## Materials provided
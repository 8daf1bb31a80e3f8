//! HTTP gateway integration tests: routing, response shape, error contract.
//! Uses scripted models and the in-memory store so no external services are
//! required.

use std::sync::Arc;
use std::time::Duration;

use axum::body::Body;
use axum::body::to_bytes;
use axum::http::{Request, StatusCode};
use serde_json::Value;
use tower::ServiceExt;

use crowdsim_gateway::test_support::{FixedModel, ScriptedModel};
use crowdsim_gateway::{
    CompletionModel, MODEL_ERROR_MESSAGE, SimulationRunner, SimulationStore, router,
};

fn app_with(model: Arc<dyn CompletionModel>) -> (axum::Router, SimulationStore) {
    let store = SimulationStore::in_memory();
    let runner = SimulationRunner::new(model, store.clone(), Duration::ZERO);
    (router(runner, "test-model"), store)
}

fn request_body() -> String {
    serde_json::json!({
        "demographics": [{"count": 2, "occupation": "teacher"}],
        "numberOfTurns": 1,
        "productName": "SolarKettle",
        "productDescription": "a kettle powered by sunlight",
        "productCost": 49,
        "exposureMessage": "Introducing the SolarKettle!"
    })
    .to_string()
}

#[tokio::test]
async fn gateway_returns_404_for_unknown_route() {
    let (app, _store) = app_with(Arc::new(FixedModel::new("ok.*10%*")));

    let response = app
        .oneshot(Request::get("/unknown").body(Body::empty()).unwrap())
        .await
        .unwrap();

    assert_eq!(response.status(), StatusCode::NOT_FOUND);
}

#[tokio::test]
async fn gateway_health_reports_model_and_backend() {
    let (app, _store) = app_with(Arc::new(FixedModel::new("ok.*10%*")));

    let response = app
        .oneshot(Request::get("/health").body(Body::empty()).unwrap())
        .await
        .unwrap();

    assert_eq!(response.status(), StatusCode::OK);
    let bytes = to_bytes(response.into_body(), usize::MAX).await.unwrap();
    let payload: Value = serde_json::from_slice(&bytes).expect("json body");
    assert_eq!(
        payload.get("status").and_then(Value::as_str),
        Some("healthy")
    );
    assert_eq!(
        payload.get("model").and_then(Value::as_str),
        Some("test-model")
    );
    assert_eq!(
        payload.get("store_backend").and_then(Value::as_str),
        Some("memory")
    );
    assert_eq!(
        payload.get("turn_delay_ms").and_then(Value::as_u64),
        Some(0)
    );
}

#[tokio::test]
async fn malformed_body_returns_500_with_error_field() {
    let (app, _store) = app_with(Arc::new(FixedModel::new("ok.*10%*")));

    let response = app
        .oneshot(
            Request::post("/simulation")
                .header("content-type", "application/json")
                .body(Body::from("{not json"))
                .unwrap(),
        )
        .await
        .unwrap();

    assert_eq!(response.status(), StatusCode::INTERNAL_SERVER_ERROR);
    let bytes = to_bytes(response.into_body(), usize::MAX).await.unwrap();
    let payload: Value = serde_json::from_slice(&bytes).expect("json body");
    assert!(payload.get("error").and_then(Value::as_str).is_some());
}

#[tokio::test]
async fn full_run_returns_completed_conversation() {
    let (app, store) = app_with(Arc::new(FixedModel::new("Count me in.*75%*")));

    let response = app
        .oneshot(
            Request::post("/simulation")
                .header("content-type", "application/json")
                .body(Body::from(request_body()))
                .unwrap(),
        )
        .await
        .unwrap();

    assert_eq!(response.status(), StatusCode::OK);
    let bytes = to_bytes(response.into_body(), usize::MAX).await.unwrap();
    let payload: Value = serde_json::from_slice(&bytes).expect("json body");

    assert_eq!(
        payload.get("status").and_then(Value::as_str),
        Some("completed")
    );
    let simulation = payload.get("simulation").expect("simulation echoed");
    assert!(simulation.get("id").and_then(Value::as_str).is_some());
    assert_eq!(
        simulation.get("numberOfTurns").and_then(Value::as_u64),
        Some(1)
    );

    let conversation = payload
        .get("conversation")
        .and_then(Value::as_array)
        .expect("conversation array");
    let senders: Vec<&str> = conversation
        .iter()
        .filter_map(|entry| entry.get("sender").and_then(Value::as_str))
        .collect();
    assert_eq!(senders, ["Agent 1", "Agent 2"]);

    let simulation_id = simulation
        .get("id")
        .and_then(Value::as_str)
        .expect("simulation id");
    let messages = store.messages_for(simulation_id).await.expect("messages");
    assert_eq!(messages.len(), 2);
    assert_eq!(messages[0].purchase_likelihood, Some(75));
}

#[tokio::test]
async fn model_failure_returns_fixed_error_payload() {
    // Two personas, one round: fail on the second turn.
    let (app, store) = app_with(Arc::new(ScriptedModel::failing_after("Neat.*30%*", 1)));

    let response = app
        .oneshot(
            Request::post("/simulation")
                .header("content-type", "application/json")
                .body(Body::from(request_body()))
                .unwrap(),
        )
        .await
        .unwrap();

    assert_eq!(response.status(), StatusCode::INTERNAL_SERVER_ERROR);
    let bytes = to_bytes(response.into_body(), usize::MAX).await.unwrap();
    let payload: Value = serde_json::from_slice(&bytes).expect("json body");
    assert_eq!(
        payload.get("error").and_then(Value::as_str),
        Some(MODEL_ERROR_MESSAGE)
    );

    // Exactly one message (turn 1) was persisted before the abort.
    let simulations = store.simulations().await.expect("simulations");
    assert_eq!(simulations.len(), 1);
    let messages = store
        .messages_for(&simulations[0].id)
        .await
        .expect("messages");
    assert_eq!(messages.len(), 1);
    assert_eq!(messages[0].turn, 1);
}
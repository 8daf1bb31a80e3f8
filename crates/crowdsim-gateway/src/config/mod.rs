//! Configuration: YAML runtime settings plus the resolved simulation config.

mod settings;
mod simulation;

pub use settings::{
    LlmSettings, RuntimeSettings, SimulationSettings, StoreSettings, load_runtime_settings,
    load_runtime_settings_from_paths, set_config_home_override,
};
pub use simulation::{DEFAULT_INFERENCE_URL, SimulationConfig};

## Work to complete
Begin with the top line of the material and go as far as the line with "async fn gateway_health_reports_model_and_backend()". Set down those lines exactly, both ends included, and nothing more.

## Reply
repository 8daf1bb31a80e3f8
//! HTTP gateway integration tests: routing, response shape, error contract.
//! Uses scripted models and the in-memory store so no external services are
//! required.

use std::sync::Arc;
use std::time::Duration;

use axum::body::Body;
use axum::body::to_bytes;
use axum::http::{Request, StatusCode};
use serde_json::Value;
use tower::ServiceExt;

use crowdsim_gateway::test_support::{FixedModel, ScriptedModel};
use crowdsim_gateway::{
    CompletionModel, MODEL_ERROR_MESSAGE, SimulationRunner, SimulationStore, router,
};

fn app_with(model: Arc<dyn CompletionModel>) -> (axum::Router, SimulationStore) {
    let store = SimulationStore::in_memory();
    let runner = SimulationRunner::new(model, store.clone(), Duration::ZERO);
    (router(runner, "test-model"), store)
}

fn request_body() -> String {
    serde_json::json!({
        "demographics": [{"count": 2, "occupation": "teacher"}],
        "numberOfTurns": 1,
        "productName": "SolarKettle",
        "productDescription": "a kettle powered by sunlight",
        "productCost": 49,
        "exposureMessage": "Introducing the SolarKettle!"
    })
    .to_string()
}

#[tokio::test]
async fn gateway_returns_404_for_unknown_route() {
    let (app, _store) = app_with(Arc::new(FixedModel::new("ok.*10%*")));

    let response = app
        .oneshot(Request::get("/unknown").body(Body::empty()).unwrap())
        .await
        .unwrap();

    assert_eq!(response.status(), StatusCode::NOT_FOUND);
}

#[tokio::test]
async fn gateway_health_reports_model_and_backend() {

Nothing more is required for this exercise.